According to J. Blakely Amati, MD, FAAP, medical director of the Prisma Health Bradshaw Institute for Community Child Health and Advocacy and clinical assistant professor at University of South Carolina School of Medicine Greenville, the latest CDC data from 2018 show that 35% of adolescents aged 13 to 24 years with HIV do not realize they have it.

“When looking at HIV care across the U.S., in comparison to adults, youth with HIV are less likely to have received some HIV care, be retained in care and be virally suppressed,” Amati told Healio.

In 2021, the AAP updated its HIV screening guidelines to recommend that all patients aged 15 years or older be screened at least once, regardless of history of sexual activity and/or other high-risk behaviors or local prevalence rates.

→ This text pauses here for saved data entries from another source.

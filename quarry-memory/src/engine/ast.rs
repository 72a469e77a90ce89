use super::StorageClass;
use quarry_core::{BinaryOp, Value};

#[derive(Debug, Clone)]
pub enum Stmt {
    CreateTable {
        name: String,
        if_not_exists: bool,
        columns: Vec<ColumnSpec>,
    },
    DropTable {
        name: String,
        if_exists: bool,
    },
    Insert {
        table: String,
        columns: Vec<String>,
        values: Vec<SqlExpr>,
    },
    Update {
        table: String,
        sets: Vec<(String, SqlExpr)>,
        predicate: Option<SqlExpr>,
    },
    Delete {
        table: String,
        predicate: Option<SqlExpr>,
    },
    Select(SelectStmt),
}

#[derive(Debug, Clone)]
pub struct SelectStmt {
    pub distinct: bool,
    pub items: Vec<SelectItem>,
    pub source: Source,
    pub predicate: Option<SqlExpr>,
    /// `(column, ascending)` pairs in declaration order.
    pub order: Vec<(String, bool)>,
    pub limit: Option<u64>,
}

#[derive(Debug, Clone)]
pub enum SelectItem {
    Column(String),
    CountStar,
    Literal(Value),
}

#[derive(Debug, Clone)]
pub enum Source {
    Table(String),
    /// Derived table; the alias is irrelevant once parsed.
    SubSelect(Box<SelectStmt>),
}

#[derive(Debug, Clone)]
pub struct ColumnSpec {
    pub name: String,
    pub ty: StorageClass,
    pub not_null: bool,
    pub primary_key: bool,
    pub auto_increment: bool,
    pub default: Option<Value>,
}

#[derive(Debug, Clone)]
pub enum SqlExpr {
    Column(String),
    /// `?` placeholder, resolved against the bound parameter list.
    Param(usize),
    Literal(Value),
    Bool(bool),
    Binary {
        op: BinaryOp,
        lhs: Box<SqlExpr>,
        rhs: Box<SqlExpr>,
    },
    Not(Box<SqlExpr>),
    IsNull {
        operand: Box<SqlExpr>,
        negated: bool,
    },
    InList {
        operand: Box<SqlExpr>,
        list: Vec<SqlExpr>,
        negated: bool,
    },
    InSelect {
        operand: Box<SqlExpr>,
        select: Box<SelectStmt>,
        negated: bool,
    },
}
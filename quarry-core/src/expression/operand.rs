use crate::{AsValue, Column, Expr, Value};

/// Right hand side of a typed comparison: a literal of the column's type,
/// another column of the same type, or a bare inner value for a nullable
/// column. Anything else does not compile.
pub trait Operand<T> {
    fn into_expr(self) -> Expr;
}

impl<T: AsValue> Operand<T> for T {
    fn into_expr(self) -> Expr {
        Expr::Value(self.as_value())
    }
}

impl<U: AsValue> Operand<Option<U>> for U {
    fn into_expr(self) -> Expr {
        Expr::Value(self.as_value())
    }
}

impl<T> Operand<T> for &Column<T> {
    fn into_expr(self) -> Expr {
        Expr::Column(self.def.column_ref.clone())
    }
}

impl Operand<String> for &str {
    fn into_expr(self) -> Expr {
        Expr::Value(Value::Varchar(Some(self.to_owned())))
    }
}

impl Operand<Option<String>> for &str {
    fn into_expr(self) -> Expr {
        Expr::Value(Value::Varchar(Some(self.to_owned())))
    }
}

Amati and colleagues began their work by trying to determine why universal HIV screening rates are so low, and found reasons involving a fear of needles or blood draw, delayed results, and communicating test results.

“Our adolescent medicine clinic had recently implemented use of the CLIA-waived point-of-care OraQuick, an oral swab that detects antibodies to HIV-1 and HIV-2 with a sensitivity of 99.3% and a specificity of 99.8%, with test results in 20 minutes,” Amati said. “We were able to adapt lessons learned from our adolescent clinic to build a swim lane diagram of workflow for our clinic.”

The researchers adapted patient counseling, educational materials and workflow tips from a manual created by HHS’s Health Resources and Services Administration. Teenage patients also received printed information about screening and were given the option of checking “yes,” “no,” or “speak to provider” on a handout prior to their appointment. If the patient agreed to testing, an oral swab was collected before the visit and before they were asked about their sexual history.

“When teens elicit high-risk sexual behaviors during the interview, we are then able to send them to collect urine for gonorrhea and chlamydia and to our lab for fingerstick syphilis testing,” Amati said.

The median rate of HIV screening for adolescents aged 16 through 18 years at the practice was 12% from 2017 to 2021 and climbed to 55% after February 2023.

Amati said the clinic is interested in examining overall testing rates, since data for this presentation were based on random chart audits.

“We want to continue to ensure that other sexually transmitted infection testing does not decrease with our new process,” Amati said. “Studies I would like to see more broadly on this would be HIV POC testing out in community/neighborhood settings, as well as at-home testing.”

“It is critical that all teens know their HIV status, regardless of risk-based behaviors or local prevalence rates,” Amati continued. “Early detection allows for earlier treatment and helps prevent spread of the virus and will ultimately be the way to end the HIV epidemic.”